The Craftsmen Behind the Music

These Rhode Island artisans make instruments sing.

There’s an orchestral bass from 1610 on the table at Zachary S. Martin Luthierie’s Pawtucket repair shop. Martin’s restoring the centuries-old piece to musical glory, as he does for musicians nationwide. The process takes multiple years and he revels in it, working with his own hand-made tools while reimagining. “I can see the original maker working by candlelight on a dirt floor in the 17th century,” the soft-spoken Martin says, adding that when the musician returns to pick it up, his greatest joy comes from “standing back and listening to the player strike that first note.”


Shady Lea Guitars in South Kingstown's Pump House teaches the art of guitar making and makes its own line of instruments.
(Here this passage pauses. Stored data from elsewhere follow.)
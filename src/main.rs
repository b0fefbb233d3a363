// Copyright (c) 2025 Soumyadip Sarkar.
// All rights reserved.
//
// This source code is licensed under the license found in the
// LICENSE file in the root directory of this source tree.

use anyhow::Result;
use tracing_subscriber::EnvFilter;

use ledgerlens::{access, cli, commands, db};

const LOG_ENV: &str = "LEDGERLENS_LOG";

fn init_logging() {
    let filter = EnvFilter::try_from_env(LOG_ENV).unwrap_or_else(|_| EnvFilter::new("warn"));
    tracing_subscriber::fmt()
        .with_env_filter(filter)
        .with_writer(std::io::stderr)
        .init();
}

fn main() -> Result<()> {
    init_logging();
    let cli = cli::build_cli();
    let matches = cli.get_matches();

    let conn = db::open_or_init()?;
    let caller = matches.get_one::<String>("user").map(String::as_str);

    match matches.subcommand() {
        Some(("init", _)) => {
            println!("Database initialized at {}", db::db_path()?.display());
        }
        Some(("user", sub)) => commands::users::handle(&conn, caller, sub)?,
        Some(("config", sub)) => commands::config::handle(&conn, caller, sub)?,
        Some((name, sub)) => {
            let who = access::resolve_identity(&conn, caller)?;
            match name {
                "tx" => commands::transactions::handle(&conn, &who, sub)?,
                "report" => commands::reports::handle(&conn, &who, sub)?,
                "export" => commands::exporter::handle(&conn, &who, sub)?,
                "dashboard" => commands::dashboard::handle(&conn, &who, sub)?,
                "audit" => commands::audit::handle(&conn, &who, sub)?,
                _ => unreachable!("clap rejects unknown subcommands"),
            }
        }
        None => {
            cli::build_cli().print_help()?;
            println!();
        }
    }
    Ok(())
}
// Copyright (c) AlphaVelocity.
// All rights reserved.
//
// This source code is licensed under the license found in the
// LICENSE file in the root directory of this source tree.

mod common;

use common::{date, dec};
use ledgerlens::models::{CategorySummary, MonthlyPoint, PeriodTotals, Transaction, TransactionKind};
use ledgerlens::report::analysis::{
    monthly_analysis, monthly_recommendations, yearly_analysis, yearly_recommendations,
    AnalysisInput,
};
use ledgerlens::report::summarize_by_category;
use ledgerlens::utils::month_name;

fn totals(income: &str, expense: &str) -> PeriodTotals {
    PeriodTotals::new(dec(income), dec(expense))
}

fn input<'a>(
    current: PeriodTotals,
    previous: PeriodTotals,
    expenses: &'a [CategorySummary],
) -> AnalysisInput<'a> {
    AnalysisInput {
        current,
        previous,
        income_by_category: &[],
        expense_by_category: expenses,
    }
}

fn analysis(current: PeriodTotals, previous: PeriodTotals) -> String {
    monthly_analysis(&input(current, previous, &[]), 2025, 4, "Rp")
}

fn recs(current: PeriodTotals, previous: PeriodTotals) -> Vec<String> {
    monthly_recommendations(&input(current, previous, &[]))
}

#[test]
fn thirty_percent_savings_is_praised_not_nudged() {
    let r = recs(totals("1000", "700"), PeriodTotals::default());
    assert_eq!(r.len(), 1);
    assert!(r[0].starts_with("Excellent savings rate!"));
    // 300 is not strictly above 30% of 1000
    assert!(!r.iter().any(|s| s.starts_with("Strong surplus!")));
}

#[test]
fn savings_between_twenty_and_thirty_suggests_investing() {
    let r = recs(totals("1000", "750"), PeriodTotals::default());
    assert_eq!(
        r,
        [
            "Tighten spending control toward an ideal 50-70% expense ratio with a per-category budget.",
            "Savings are in good shape. Consider moving part of the surplus into long-term investments.",
        ]
    );
}

#[test]
fn savings_between_ten_and_twenty_stays_quiet() {
    // ratio 85% still fires, the savings band itself has no advice
    let r = recs(totals("1000", "850"), PeriodTotals::default());
    assert_eq!(r.len(), 1);
    assert!(r[0].starts_with("Tighten spending control"));
}

#[test]
fn low_savings_rate_is_nudged() {
    let r = recs(totals("1000", "950"), PeriodTotals::default());
    assert!(r[0].starts_with("Spending is too high."));
    assert!(r[1].starts_with("Raise savings to at least 20%"));
}

#[test]
fn income_change_boundaries() {
    let prev = totals("100", "0");
    let r = recs(totals("90", "0"), prev);
    assert!(r[0].starts_with("Income dipped slightly."));
    let r = recs(totals("89", "0"), prev);
    assert!(r[0].starts_with("Focus on growing your income"));

    assert!(analysis(totals("105", "0"), prev).contains("Income: stable, changing 5.0%"));
    assert!(analysis(totals("106", "0"), prev).contains("Income: up 6.0%"));
    assert!(analysis(totals("95", "0"), prev).contains("Income: stable, changing -5.0%"));
    assert!(analysis(totals("94", "0"), prev).contains("Income: down 6.0%"));
}

#[test]
fn expense_change_boundaries() {
    let prev = totals("1000", "100");
    assert!(analysis(totals("1000", "110"), prev).contains("Spending: consistent, changing 10.0%"));
    assert!(analysis(totals("1000", "111"), prev).contains("Spending: jumped 11.0%"));
    assert!(analysis(totals("1000", "89"), prev).contains("Spending: cut by 11.0%"));

    let r = recs(totals("1000", "115"), prev);
    assert!(!r.iter().any(|s| s.starts_with("Spending rose sharply.")));
    let r = recs(totals("1000", "116"), prev);
    assert!(r.iter().any(|s| s.starts_with("Spending rose sharply.")));
}

#[test]
fn expense_ratio_bands() {
    let none = PeriodTotals::default();
    assert!(analysis(totals("100", "49"), none).contains("excellent! Only 49.0%"));
    assert!(analysis(totals("100", "50"), none).contains("good, 50.0%"));
    assert!(analysis(totals("100", "80"), none).contains("caution! 80.0%"));
    assert!(analysis(totals("100", "100"), none).contains("critical! Spending reached 100.0%"));
    assert!(analysis(totals("0", "25"), none)
        .contains("critical! Rp 25.00 was spent with no income recorded"));
}

#[test]
fn rules_accumulate_in_order() {
    let txs: Vec<Transaction> = [("Sewa", "900"), ("Makan", "300")]
        .iter()
        .enumerate()
        .map(|(i, (category, amount))| Transaction {
            id: i as i64 + 1,
            date: date("2025-04-01"),
            category: category.to_string(),
            amount: dec(amount),
            kind: TransactionKind::Expense,
            description: None,
            owner_id: 1,
        })
        .collect();
    let expenses = summarize_by_category(&txs, dec("1200"));
    let r = monthly_recommendations(&input(
        totals("1000", "1200"),
        totals("2000", "500"),
        &expenses,
    ));
    assert_eq!(r.len(), 5);
    assert!(r[0].starts_with("Focus on growing your income"));
    assert!(r[1].starts_with("Cut non-essential spending"));
    assert!(r[2].starts_with("Defer large purchases"));
    assert!(r[3].starts_with("Spending rose sharply."));
    assert_eq!(
        r[4],
        "Category \"Sewa\" takes 75.0% of spending. Look for ways to optimise or reduce it."
    );
}

#[test]
fn top_three_categories_are_listed() {
    let txs: Vec<Transaction> = ["A", "B", "C", "D"]
        .iter()
        .zip([400, 300, 200, 100])
        .map(|(category, amount)| Transaction {
            id: amount,
            date: date("2025-04-01"),
            category: category.to_string(),
            amount: amount.into(),
            kind: TransactionKind::Expense,
            description: None,
            owner_id: 1,
        })
        .collect();
    let expenses = summarize_by_category(&txs, dec("1000"));
    let text = monthly_analysis(
        &input(totals("2000", "1000"), PeriodTotals::default(), &expenses),
        2025,
        4,
        "Rp",
    );
    assert!(text.contains("Largest expense categories:\n1. A: Rp 400.00 (40.0%)\n2. B"));
    assert!(text.contains("3. C: Rp 200.00 (20.0%)"));
    assert!(!text.contains("4. D"));
    assert!(text.starts_with("Financial analysis for April 2025"));
}

/// Twelve months: the first six at `(inc_a, exp_a)`, the rest at `(inc_b, exp_b)`.
fn halves(inc_a: &str, exp_a: &str, inc_b: &str, exp_b: &str) -> Vec<MonthlyPoint> {
    (1..=12)
        .map(|month| {
            let (income, expense) = if month <= 6 {
                (dec(inc_a), dec(exp_a))
            } else {
                (dec(inc_b), dec(exp_b))
            };
            MonthlyPoint {
                month,
                month_name: month_name(month),
                income,
                expense,
                balance: income - expense,
            }
        })
        .collect()
}

fn year_text(current: PeriodTotals, monthly: &[MonthlyPoint]) -> String {
    yearly_analysis(&input(current, PeriodTotals::default(), &[]), monthly, 2025, "Rp")
}

fn year_recs(current: PeriodTotals, previous: PeriodTotals) -> Vec<String> {
    yearly_recommendations(&input(current, previous, &[]), "Rp")
}

#[test]
fn half_year_income_bands() {
    let flat = ("100", "0");
    for (second, expected) in [
        ("106", "Second-half income was 6.0% higher than the first half. Positive trend!"),
        ("105", "Income was fairly stable across the year."),
        ("95", "Income was fairly stable across the year."),
        ("94", "Second-half income was 6.0% lower than the first half."),
    ] {
        let text = year_text(totals("1200", "0"), &halves(flat.0, flat.1, second, "0"));
        assert!(text.contains(expected), "{}: {}", second, text);
    }
}

#[test]
fn half_year_spending_bands() {
    for (second, expected) in [
        ("111", "Second-half spending rose 11.0% over the first half."),
        ("110", "Spending was consistent across the year."),
        ("90", "Spending was consistent across the year."),
        ("89", "Second-half spending was cut 11.0% from the first half."),
    ] {
        let text = year_text(totals("12000", "1200"), &halves("1000", "100", "1000", second));
        assert!(text.contains(expected), "{}: {}", second, text);
    }
}

#[test]
fn half_year_section_needs_six_months() {
    let monthly = halves("100", "50", "100", "50");
    let text = year_text(totals("500", "250"), &monthly[..5]);
    assert!(!text.contains("HALF-YEAR TREND"));
    let text = year_text(totals("600", "300"), &monthly[..6]);
    assert!(text.contains("=== HALF-YEAR TREND ==="));
}

#[test]
fn health_score_band_edges() {
    for (expense, expected) in [
        ("700", "EXCELLENT (30.0%) - outstanding money management!"),
        ("701", "GOOD (29.9%) - finances are healthy."),
        ("800", "GOOD (20.0%) - finances are healthy."),
        ("801", "FAIR (19.9%) - there is room for improvement."),
        ("900", "FAIR (10.0%) - there is room for improvement."),
        ("901", "NEEDS IMPROVEMENT (9.9%) - tighten your money management."),
        ("999", "NEEDS IMPROVEMENT (0.1%) - tighten your money management."),
        ("1000", "CRITICAL - spending exceeds income, act now."),
    ] {
        let text = year_text(totals("1000", expense), &[]);
        assert!(text.contains(expected), "{}: {}", expense, text);
    }
}

#[test]
fn falling_income_suggests_diversifying() {
    let r = year_recs(totals("999", "500"), totals("1000", "500"));
    assert_eq!(r[0], "GROWTH STRATEGY:");
    assert_eq!(
        r[1],
        "- Diversify income to reduce risk; aim for 2-3 different income streams."
    );
    assert_eq!(r[2], "- Invest in skills that raise your market value.");
}

#[test]
fn growth_momentum_starts_above_twenty_percent() {
    let r = year_recs(totals("1200", "600"), totals("1000", "500"));
    assert_eq!(r[1], "- Target 15-25% income growth next year with a measurable plan.");
    let r = year_recs(totals("1210", "600"), totals("1000", "500"));
    assert!(r[1].starts_with("- Keep the income growth momentum;"), "{:?}", r);
    assert!(r[2].starts_with("- Document the strategies"));
}

#[test]
fn savings_items_follow_the_rate() {
    let savings_items = |expense: &str| -> Vec<String> {
        let r = year_recs(totals("1000", expense), PeriodTotals::default());
        let start = r.iter().position(|s| s == "INVESTMENT & SAVINGS:").unwrap();
        let end = r.iter().position(|s| s == "FINANCIAL PLANNING:").unwrap();
        r[start + 1..end].to_vec()
    };

    let rich = savings_items("800");
    assert_eq!(rich.len(), 2);
    assert_eq!(
        rich[0],
        "- Allocate the surplus to a balanced portfolio: 40% deposits/bonds, 40% equities/funds, 20% high risk."
    );
    assert!(savings_items("801").is_empty());
    assert!(savings_items("850").is_empty());
    let poor = savings_items("851");
    assert!(poor[0].starts_with("- TOP PRIORITY:"), "{:?}", poor);
    assert!(poor[1].starts_with("- Build an emergency fund of at least 6 months"));
}
pub fn yearly_recommendations(input: &AnalysisInput<'_>, ccy: &str) -> Vec<String> {
    let cur = &input.current;
    let savings_rate = cur.savings_rate();
    let income_change = input.income_change();
    let mut recs: Vec<String> = Vec::new();

    recs.push(YEARLY_GROUPS[0].into());
    if income_change < 0.0 {
        recs.push("- Diversify income to reduce risk; aim for 2-3 different income streams.".into());
        recs.push("- Invest in skills that raise your market value.".into());
    } else if income_change > 20.0 {
        recs.push("- Keep the income growth momentum; reinvest part of the gains to expand further.".into());
        recs.push("- Document the strategies that worked so you can repeat them next year.".into());
    } else {
        recs.push("- Target 15-25% income growth next year with a measurable plan.".into());
        recs.push("- Explore passive income for long-term stability.".into());
    }

    recs.push(YEARLY_GROUPS[1].into());
    if let Some(top) = input.expense_by_category.first() {
        recs.push(format!(
            "- Review category \"{}\" closely; it makes up {:.1}% of annual spending.",
            top.category, top.percentage
        ));
    }
    recs.push("- Run an annual audit to cancel unused subscriptions and recurring charges.".into());
    recs.push("- Apply the 50/30/20 rule: 50% needs, 30% wants, 20% savings and investment.".into());

    recs.push(YEARLY_GROUPS[2].into());
    if savings_rate < 15.0 {
        recs.push("- TOP PRIORITY: raise your savings rate to at least 20% with automatic saving on payday.".into());
        recs.push("- Build an emergency fund of at least 6 months of expenses before investing aggressively.".into());
    } else if savings_rate >= 20.0 {
        recs.push("- Allocate the surplus to a balanced portfolio: 40% deposits/bonds, 40% equities/funds, 20% high risk.".into());
        recs.push("- Consider property or other instruments that generate passive income.".into());
    }

    recs.push(YEARLY_GROUPS[3].into());
    recs.push("- Consult a financial planner on tax optimisation and wealth building.".into());
    recs.push("- Draft a 5-year financial plan with specific, measurable, realistic targets.".into());
    recs.push("- Review and update your insurance (health, life) to match your current situation.".into());

    let target_income = cur.total_income.saturating_mul(Decimal::new(115, 2));
    let target_savings = target_income.saturating_mul(Decimal::new(25, 2));
    recs.push(YEARLY_GROUPS[4].into());
    recs.push(format!("- Income target: {} (15% growth)", fmt_money(&target_income, ccy)));
    recs.push(format!("- Savings target: {} (25% of income)", fmt_money(&target_savings, ccy)));
    recs.push("- Check progress every quarter and adjust the strategy as you go.".into());

    recs
}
It’s also a haven for artistic souls who come to play, listen and enjoy pot luck at its popular open-mic nights the last Saturday of the month. “We love teaching people how to make guitars,” says Dan Collins, who runs Shady Lea with Ariel Bodman, an opera singer who met and fell in love with Collins when she sought out an instrument to accompany her singing. “Sharing with people is better than building. Every night, we’re part of their lives.”


Bill Paukert makes electric guitars at his Unified Guitar Works in Warren. His instruments are made largely of metal and wood, “something that is unique in the electric guitar world,” he says, with current models offered bearing brand names Maven, Arbiter and Zephyr. “My guitars are a hybrid of a lot of things, but not to the point they don’t sound like what people expect an electric guitar to sound like,” says Paukert. “It’s a new take on what they’ve heard before. I embrace the classic aspect but elevate it to something new.”
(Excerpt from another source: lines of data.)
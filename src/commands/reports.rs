// Copyright (c) AlphaVelocity.
// All rights reserved.
//
// This source code is licensed under the license found in the
// LICENSE file in the root directory of this source tree.

use crate::access::Permission;
use crate::models::{
    CategorySummary, ChangeMetrics, MonthlyReport, PeriodTotals, User, YearlyReport,
};
use crate::report::ReportBuilder;
use crate::store::SqliteStore;
use crate::utils::{fmt_money, get_currency, maybe_print_json, month_name, pretty_table};
use anyhow::{Context, Result};
use rusqlite::Connection;
use rust_decimal::Decimal;

pub fn handle(conn: &Connection, who: &User, m: &clap::ArgMatches) -> Result<()> {
    match m.subcommand() {
        Some(("monthly", sub)) => monthly(conn, who, sub)?,
        Some(("yearly", sub)) => yearly(conn, who, sub)?,
        _ => {}
    }
    Ok(())
}

fn builder(conn: &Connection) -> Result<ReportBuilder<SqliteStore<'_>>> {
    let ccy = get_currency(conn)?;
    Ok(ReportBuilder::new(SqliteStore::new(conn)).with_currency(ccy))
}

pub fn monthly_report(
    conn: &Connection,
    who: &User,
    year: i32,
    month: u32,
) -> Result<MonthlyReport> {
    who.require(Permission::Read)?;
    builder(conn)?
        .monthly(who.scope(), year, month)
        .with_context(|| format!("Failed to build monthly report for {}-{:02}", year, month))
}

pub fn yearly_report(conn: &Connection, who: &User, year: i32) -> Result<YearlyReport> {
    who.require(Permission::Read)?;
    builder(conn)?
        .yearly(who.scope(), year)
        .with_context(|| format!("Failed to build yearly report for {}", year))
}

fn monthly(conn: &Connection, who: &User, sub: &clap::ArgMatches) -> Result<()> {
    let year = *sub.get_one::<i32>("year").unwrap();
    let month = *sub.get_one::<u32>("month").unwrap();
    let report = monthly_report(conn, who, year, month)?;
    if maybe_print_json(sub.get_flag("json"), sub.get_flag("jsonl"), &report)? {
        return Ok(());
    }
    let ccy = get_currency(conn)?;

    println!("{} {}", month_name(month), year);
    println!("{}", summary_table(&report.totals, &report.previous, &report.changes, &ccy));
    print_categories("Income", &report.income_by_category, &ccy);
    print_categories("Expense", &report.expense_by_category, &ccy);

    let active: Vec<Vec<String>> = report
        .daily_series
        .iter()
        .filter(|d| !d.income.is_zero() || !d.expense.is_zero())
        .map(|d| {
            vec![
                d.day.to_string(),
                fmt_money(&d.income, &ccy),
                fmt_money(&d.expense, &ccy),
            ]
        })
        .collect();
    if !active.is_empty() {
        println!("{}", pretty_table(&["Day", "Income", "Expense"], active));
    }

    print_narrative(&report.analysis, &report.recommendations, true);
    Ok(())
}

fn yearly(conn: &Connection, who: &User, sub: &clap::ArgMatches) -> Result<()> {
    let year = *sub.get_one::<i32>("year").unwrap();
    let report = yearly_report(conn, who, year)?;
    if maybe_print_json(sub.get_flag("json"), sub.get_flag("jsonl"), &report)? {
        return Ok(());
    }
    let ccy = get_currency(conn)?;

    println!("{}", year);
    println!("{}", summary_table(&report.totals, &report.previous, &report.changes, &ccy));
    println!(
        "Monthly average: {} income / {} expense",
        fmt_money(&report.average_monthly_income, &ccy),
        fmt_money(&report.average_monthly_expense, &ccy)
    );
    print_categories("Income", &report.income_by_category, &ccy);
    print_categories("Expense", &report.expense_by_category, &ccy);

    let rows: Vec<Vec<String>> = report
        .monthly_series
        .iter()
        .map(|m| {
            vec![
                m.month_name.clone(),
                fmt_money(&m.income, &ccy),
                fmt_money(&m.expense, &ccy),
                fmt_money(&m.balance, &ccy),
            ]
        })
        .collect();
    println!(
        "{}",
        pretty_table(&["Month", "Income", "Expense", "Balance"], rows)
    );

    // yearly recommendations carry their own group headers
    print_narrative(&report.analysis, &report.recommendations, false);
    Ok(())
}

fn summary_table(
    cur: &PeriodTotals,
    prev: &PeriodTotals,
    changes: &ChangeMetrics,
    ccy: &str,
) -> comfy_table::Table {
    let row = |label: &str, c: Decimal, p: Decimal, pct: f64| {
        vec![
            label.to_string(),
            fmt_money(&c, ccy),
            fmt_money(&p, ccy),
            format!("{:+.1}%", pct),
        ]
    };
    pretty_table(
        &["", "Current", "Previous", "Change"],
        vec![
            row(
                "Income",
                cur.total_income,
                prev.total_income,
                changes.income_change_pct,
            ),
            row(
                "Expense",
                cur.total_expense,
                prev.total_expense,
                changes.expense_change_pct,
            ),
            row("Balance", cur.balance, prev.balance, changes.balance_change_pct),
        ],
    )
}

fn print_categories(label: &str, categories: &[CategorySummary], ccy: &str) {
    if categories.is_empty() {
        return;
    }
    let rows: Vec<Vec<String>> = categories
        .iter()
        .map(|c| {
            vec![
                c.category.clone(),
                fmt_money(&c.amount, ccy),
                format!("{:.1}%", c.percentage),
                c.count.to_string(),
            ]
        })
        .collect();
    let header = format!("{} category", label);
    println!(
        "{}",
        pretty_table(&[header.as_str(), "Amount", "Share", "Count"], rows)
    );
}

fn print_narrative(analysis: &str, recommendations: &[String], numbered: bool) {
    println!("\n{}", analysis);
    println!("Recommendations:");
    for (i, r) in recommendations.iter().enumerate() {
        if numbered {
            println!("{:>2}. {}", i + 1, r);
        } else {
            println!("{}", r);
        }
    }
}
Former trial lawyer Dennis McCarten owns McCarten Violins in Hope Artiste Village, a business that started as his hobby in the early ’90s. His full-service stringed instrument shop opened in 2006, with McCarten selling, renting, building, repairing and servicing while using the same analytical skills of a lawyer when engaged in the creative crafting process. “It is a total escape from the world,” he says. “When you get a violin in need of help, you triage the problems and figure the best way to repair it so it’s done efficiently and correcty. At the end of the day, they have a nice violin instead of the junk they brought in.”